Wie viele wuchtige Schläge mit dem Griff eines Teleskopschlagstocks den Schädel des 64-jährigen Ex-Schwiegervaters letztendlich zertrümmerten, konnte das Schwurgericht nicht sicher feststellen. Es seien „mindestens sechs bis acht Schläge gewesen“, sagte der Vorsitzende Richter Jörg Brommann unter Verweis auf das gerichtsmedizinische Gutachten. Die Anklage war von mindestens zehn Schlägen ausgegangen.

Dem tödlichen Gewaltausbruch waren jahrelange Streitigkeiten mit körperlichen Auseinandersetzungen und Gewaltandrohungen zwischen dem Angeklagten und der Familie seiner Ex-Ehefrau vorangegangen, stellte Brommann fest. Sie eskalierten am Tattag, als der Angeklagte und sein Ex-Schwiegervater an der Schule aufeinandertrafen. Dabei schlug der 64-Jährige zunächst gegen ein Seitenfenster des vorbeifahrenden Taxis des Angeklagten.

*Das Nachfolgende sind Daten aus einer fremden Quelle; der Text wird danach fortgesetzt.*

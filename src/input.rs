//! Press/release events folded into per-frame input
//!
//! Hosts feed raw key and pointer events as they arrive; once per frame
//! [`Controls::frame_input`] produces the [`TickInput`] for that frame.
//! Movement and sitting follow held state, jump and fire fire once per press.

use crate::sim::TickInput;

/// Logical game actions, independent of the physical key bound to them
#[derive(Debug, Clone, Copy, PartialEq, Eq, Hash)]
pub enum Action {
    Left,
    Right,
    Up,
    Down,
    Jump,
    Sit,
    Fire,
}

impl Action {
    /// Default keyboard binding, by `KeyboardEvent.key` name
    pub fn from_key(key: &str) -> Option<Self> {
        match key {
            "ArrowLeft" | "a" | "A" => Some(Action::Left),
            "ArrowRight" | "d" | "D" => Some(Action::Right),
            "ArrowUp" | "w" | "W" => Some(Action::Up),
            "ArrowDown" | "s" | "S" => Some(Action::Down),
            " " => Some(Action::Jump),
            "Shift" => Some(Action::Sit),
            "Enter" | "f" | "F" => Some(Action::Fire),
            _ => None,
        }
    }
}

#[derive(Debug, Clone, Copy, PartialEq, Eq)]
pub enum InputEvent {
    Pressed(Action),
    Released(Action),
    /// Mouse click or touch anywhere
    Pointer,
}

/// Held keys plus edges seen since the last frame
#[derive(Debug, Clone, Default)]
pub struct Controls {
    left: bool,
    right: bool,
    up: bool,
    down: bool,
    sit: bool,
    jump_pressed: bool,
    fire_pressed: bool,
    any_pressed: bool,
}

impl Controls {
    pub fn new() -> Self {
        Self::default()
    }

    pub fn handle(&mut self, event: InputEvent) {
        match event {
            InputEvent::Pressed(action) => {
                self.any_pressed = true;
                match action {
                    Action::Jump => self.jump_pressed = true,
                    Action::Fire => self.fire_pressed = true,
                    _ => self.set_held(action, true),
                }
            }
            InputEvent::Released(action) => self.set_held(action, false),
            InputEvent::Pointer => self.any_pressed = true,
        }
    }

    fn set_held(&mut self, action: Action, held: bool) {
        match action {
            Action::Left => self.left = held,
            Action::Right => self.right = held,
            Action::Up => self.up = held,
            Action::Down => self.down = held,
            Action::Sit => self.sit = held,
            // Edge-triggered only
            Action::Jump | Action::Fire => {}
        }
    }

    /// Input for the next frame. Consumes the edges.
    pub fn frame_input(&mut self) -> TickInput {
        let input = TickInput {
            left: self.left,
            right: self.right,
            up: self.up,
            down: self.down,
            jump: self.jump_pressed,
            sit: self.sit,
            fire: self.fire_pressed,
            restart: self.any_pressed,
        };
        self.jump_pressed = false;
        self.fire_pressed = false;
        self.any_pressed = false;
        input
    }

    /// Forget everything held, e.g. when the window loses focus
    pub fn clear(&mut self) {
        *self = Self::default();
    }
}

#[cfg(test)]
mod tests {
    use super::*;

    #[test]
    fn test_held_movement_persists() {
        let mut controls = Controls::new();
        controls.handle(InputEvent::Pressed(Action::Right));

        let first = controls.frame_input();
        assert!(first.right);
        assert!(first.restart);

        let second = controls.frame_input();
        assert!(second.right);
        assert!(!second.restart);

        controls.handle(InputEvent::Released(Action::Right));
        assert!(!controls.frame_input().right);
    }

    #[test]
    fn test_jump_and_fire_are_edges() {
        let mut controls = Controls::new();
        controls.handle(InputEvent::Pressed(Action::Jump));
        controls.handle(InputEvent::Pressed(Action::Fire));

        let input = controls.frame_input();
        assert!(input.jump && input.fire);

        // Still physically held, but no new press
        let input = controls.frame_input();
        assert!(!input.jump && !input.fire);
    }

    #[test]
    fn test_press_and_release_within_a_frame_still_jumps() {
        let mut controls = Controls::new();
        controls.handle(InputEvent::Pressed(Action::Jump));
        controls.handle(InputEvent::Released(Action::Jump));
        assert!(controls.frame_input().jump);
    }

    #[test]
    fn test_pointer_only_restarts() {
        let mut controls = Controls::new();
        controls.handle(InputEvent::Pointer);
        let input = controls.frame_input();
        assert_eq!(
            input,
            TickInput {
                restart: true,
                ..Default::default()
            }
        );
    }

    #[test]
    fn test_key_bindings() {
        assert_eq!(Action::from_key("ArrowLeft"), Some(Action::Left));
        assert_eq!(Action::from_key(" "), Some(Action::Jump));
        assert_eq!(Action::from_key("Escape"), None);
    }

    #[test]
    fn test_clear_releases_everything() {
        let mut controls = Controls::new();
        controls.handle(InputEvent::Pressed(Action::Sit));
        controls.handle(InputEvent::Pressed(Action::Left));
        controls.clear();
        assert_eq!(controls.frame_input(), TickInput::default());
    }
}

Als dieser sich ihm näherte soll der Mann mit dem Schlagstock die Schulter des Angeklagten getroffen haben. Im anschließenden Gerangel hatte der Ältere laut Urteil dann aber keine Chance: Der Angeklagte entwand ihm die Waffe und schlug auf den Kopf des bäuchlings daliegenden Opfers ein. „Die Tatausführung war schlicht von Wut und Hass getragen“, sagte Brommann. Das Gericht ging dabei von einem zumindest bedingtem Tötungsvorsatz des Angeklagten aus. Die Kammer wies damit die Darstellung des Angeklagten als unglaubhaft zurück, er habe in Panik und Notwehr reagiert.

Der Angeklagte könne sich trotz des Angriffs nicht auf Notwehr berufen. „Er wusste, dass er direkt in eine gewaltsame Auseinandersetzung zusteuerte“, sagte Brommann. Der Vater dreier Kinder habe seinen Gewaltausbruch auch nicht gestoppt, nachdem er seinem Ex-Schwiegervater den Schlagstock entwunden habe. Am Ende lag das Opfer mit zertrümmertem Schädel in einer Blutlache, in der die Spurensicherung Knochensplitter fand. Der Streit fand vor Augenzeugen statt, die den Angeklagten kannten, ihn aber nicht stoppen konnten.

Der 64-Jährige hinterlässt zwei erwachsene Kinder und seine Ehefrau. Alle drei sind Nebenkläger in dem Verfahren. Mit dem Urteil blieb das Schwurgericht deutlich unter den Anträgen von Staatsanwaltschaft und Nebenklage, die elf Jahre Haft gefordert hatten. Die Verteidigung hatte auf nicht mehr als drei Jahre Gefängnis plädiert. Sie kündigte bereits an, Revision zu prüfen.